Notice though, that the passage doesn’t say “Paul convinced her.” Rather, it says “The Lord opened her heart to listen eagerly to what was said to Paul.” Just as God opened Paul’s eyes, just as God reaches for the heart of each of us, Lydia’s heart was opened, and her life was changed.
And here’s one more thing we should keep in mind about Lydia - and about the widow Dorcas, whose story was told a few weeks ago. It is likely that, not only were they widows, but that they also childless - or at least, son-less. Whether they had outlived their sons and grandsons or had never had any isn’t known.
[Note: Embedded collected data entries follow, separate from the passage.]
//! Production observability metrics for the mix downloader
//!
//! Counters and histograms for page listing, track downloads, interval budget
//! admission and HTTP retry behavior.
//!
//! ## Architecture
//!
//! - Uses `metrics` crate for low-overhead metric collection
//! - Prometheus exporter for scraping endpoint (:9090/metrics)
//! - Recording is a no-op until [`init_metrics`] installs a recorder

use crate::GroupKind;
use metrics::{counter, describe_counter, describe_histogram, histogram, Unit};
use metrics_exporter_prometheus::PrometheusBuilder;
use once_cell::sync::Lazy;
use std::net::SocketAddr;
use std::sync::atomic::{AtomicU64, Ordering};
use std::sync::Arc;
use std::time::{Duration, Instant};
use tokio::sync::RwLock;
use tracing::{debug, error, info, warn};

/// Global metrics registry initialization flag
static METRICS_INITIALIZED: Lazy<Arc<RwLock<bool>>> = Lazy::new(|| Arc::new(RwLock::new(false)));

/// Correlation ID generator for request tracing
static CORRELATION_COUNTER: AtomicU64 = AtomicU64::new(0);

/// Initialize metrics system with Prometheus exporter
///
/// This should be called once at application startup, typically in main().
/// The function is idempotent and will not reinitialize if already called.
///
/// # Arguments
/// * `addr` - Socket address to bind Prometheus scrape endpoint (e.g., "0.0.0.0:9090")
pub async fn init_metrics(addr: SocketAddr) -> Result<(), Box<dyn std::error::Error>> {
    let mut initialized = METRICS_INITIALIZED.write().await;
    if *initialized {
        debug!("Metrics already initialized, skipping");
        return Ok(());
    }

    info!("Initializing metrics system on {}", addr);

    PrometheusBuilder::new()
        .with_http_listener(addr)
        .install()
        .map_err(|e| format!("Failed to install Prometheus exporter: {e}"))?;

    describe_counter!(
        "pages_fetched_total",
        Unit::Count,
        "Total number of collection pages fetched"
    );

    describe_counter!(
        "items_downloaded_total",
        Unit::Count,
        "Total number of tracks downloaded"
    );

    describe_counter!(
        "items_failed_total",
        Unit::Count,
        "Total number of track downloads that failed"
    );

    describe_counter!(
        "budget_units_admitted_total",
        Unit::Count,
        "Total number of budget units admitted by interval limiters"
    );

    describe_histogram!(
        "budget_wait_seconds",
        Unit::Seconds,
        "Time spent waiting for interval budget"
    );

    describe_counter!(
        "groups_completed_total",
        Unit::Count,
        "Total number of groups downloaded completely"
    );

    describe_counter!(
        "groups_failed_total",
        Unit::Count,
        "Total number of groups that failed or were cancelled"
    );

    describe_counter!(
        "http_requests_total",
        Unit::Count,
        "Total number of HTTP requests made to the content API"
    );

    describe_histogram!(
        "http_request_duration_seconds",
        Unit::Seconds,
        "HTTP request duration in seconds"
    );

    describe_counter!(
        "http_retries_total",
        Unit::Count,
        "Total number of retry attempts"
    );

    describe_histogram!(
        "retry_backoff_duration_seconds",
        Unit::Seconds,
        "Duration of retry backoff in seconds"
    );

    *initialized = true;
    info!("Metrics system initialized successfully on {}", addr);
    Ok(())
}

/// Generate a new correlation ID for request tracing
pub fn generate_correlation_id() -> String {
    let id = CORRELATION_COUNTER.fetch_add(1, Ordering::Relaxed) + 1;
    format!("req-{id:08x}")
}

/// Record an HTTP request with timing
pub struct HttpRequestMetrics {
    endpoint: &'static str,
    start_time: Instant,
    correlation_id: String,
}

impl HttpRequestMetrics {
    /// Start recording a new HTTP request
    pub fn start(endpoint: &'static str) -> Self {
        let correlation_id = generate_correlation_id();

        debug!(
            correlation_id = %correlation_id,
            endpoint = endpoint,
            "Starting HTTP request"
        );

        Self {
            endpoint,
            start_time: Instant::now(),
            correlation_id,
        }
    }

    /// Record completion of the HTTP request
    pub fn record_complete(&self, status_code: u16) {
        let duration = self.start_time.elapsed();

        counter!(
            "http_requests_total",
            "endpoint" => self.endpoint,
            "status" => status_code.to_string(),
        )
        .increment(1);

        histogram!(
            "http_request_duration_seconds",
            "endpoint" => self.endpoint,
        )
        .record(duration.as_secs_f64());

        if status_code == 429 {
            warn!(
                correlation_id = %self.correlation_id,
                endpoint = self.endpoint,
                duration_ms = duration.as_millis(),
                "Rate limit error (429) received"
            );
        }

        debug!(
            correlation_id = %self.correlation_id,
            endpoint = self.endpoint,
            status = status_code,
            duration_ms = duration.as_millis(),
            "HTTP request completed"
        );
    }

    /// Record a network error (no status code)
    pub fn record_network_error(&self) {
        let duration = self.start_time.elapsed();

        counter!(
            "http_requests_total",
            "endpoint" => self.endpoint,
            "status" => "network_error",
        )
        .increment(1);

        warn!(
            correlation_id = %self.correlation_id,
            endpoint = self.endpoint,
            duration_ms = duration.as_millis(),
            "Network error recorded"
        );
    }

    /// Get the correlation ID for this request
    pub fn correlation_id(&self) -> &str {
        &self.correlation_id
    }
}

/// Record retry backoff duration
pub fn record_retry_backoff(duration: Duration, attempt: u32) {
    counter!(
        "http_retries_total",
        "attempt" => attempt.to_string(),
    )
    .increment(1);

    histogram!("retry_backoff_duration_seconds").record(duration.as_secs_f64());

    debug!(
        attempt = attempt,
        backoff_ms = duration.as_millis(),
        "Retry backoff recorded"
    );
}

/// Record one successfully fetched collection page
pub fn record_page_fetched(kind: GroupKind) {
    counter!("pages_fetched_total", "kind" => kind.to_string()).increment(1);
}

/// Record budget admission and the time spent waiting for it
pub fn record_budget_admitted(units: u32, waited: Duration) {
    counter!("budget_units_admitted_total").increment(u64::from(units));
    histogram!("budget_wait_seconds").record(waited.as_secs_f64());

    if waited.as_millis() > 100 {
        debug!(
            units = units,
            wait_ms = waited.as_millis(),
            "Budget admitted after wait"
        );
    }
}

/// Record one downloaded track
pub fn record_item_downloaded(kind: GroupKind) {
    counter!("items_downloaded_total", "kind" => kind.to_string()).increment(1);
}

/// Record one failed track download
pub fn record_item_failed(kind: GroupKind) {
    counter!("items_failed_total", "kind" => kind.to_string()).increment(1);
}

/// Per-group download metrics
pub struct GroupMetrics {
    kind: GroupKind,
    group_id: String,
    start_time: Instant,
}

impl GroupMetrics {
    /// Start tracking a group download
    pub fn start(kind: GroupKind, group_id: impl Into<String>) -> Self {
        let group_id = group_id.into();

        info!(kind = %kind, group_id = %group_id, "Group download started");

        Self {
            kind,
            group_id,
            start_time: Instant::now(),
        }
    }

    /// Record successful group completion
    pub fn record_success(&self, items_count: usize) {
        let duration = self.start_time.elapsed();

        counter!("groups_completed_total", "kind" => self.kind.to_string()).increment(1);

        info!(
            kind = %self.kind,
            group_id = %self.group_id,
            items_count = items_count,
            duration_secs = duration.as_secs(),
            "Group downloaded successfully"
        );
    }

    /// Record failed or cancelled group
    pub fn record_failure(&self, error: &str) {
        let duration = self.start_time.elapsed();

        counter!("groups_failed_total", "kind" => self.kind.to_string()).increment(1);

        error!(
            kind = %self.kind,
            group_id = %self.group_id,
            error = %error,
            duration_secs = duration.as_secs(),
            "Group download failed"
        );
    }
}

/// Check if metrics system is initialized
pub async fn is_initialized() -> bool {
    *METRICS_INITIALIZED.read().await
}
But scholars suggest that, if they had sons, they would not have been in charge of their households. If there was a son, he would have been head of household. Lydia could not have extended this invitation - she wouldn’t have been known as a merchant in her own right. Lydia, while not a mother, became the founder of a church in the city of Philippi - the mother of the Christian community there.
We speak of the church fathers, yet the book of Acts makes it clear to us that there were also mothers of the church, women like Lydia and Dorcas, who were financially able to care for others, independent so they could offer the use of their homes as places of worship, as places where those in need could be cared for. Women who could extend the hospitality of their homes to traveling preachers like Paul and Luke without seeking permission, or worrying about what the neighbors would say. Women who had embraced the message Paul brought to them, who accepted the radical message of God’s love and forgiveness, entered the water of baptism, and emerged changed forever. Indeed, what is there to fear from the neighbors when we know that God accepts us - that these acts of love, compassion and radical hospitality are pleasing to God.
The gospel reading tells us Jesus said, “If anyone loves me, they will obey me. Then my Father will love them, and we will come to them and live in them.” The Spirit of God comes upon us when we love our Savior, and loving, obey the teachings we have received. When we love, and are open to God, the Spirit of God brings us the gifts of love, joy, and peace - the greatest of all the gifts we can receive. Let us give thanks today for the mothers of our church, and for these gifts of the Spirit, so freely given.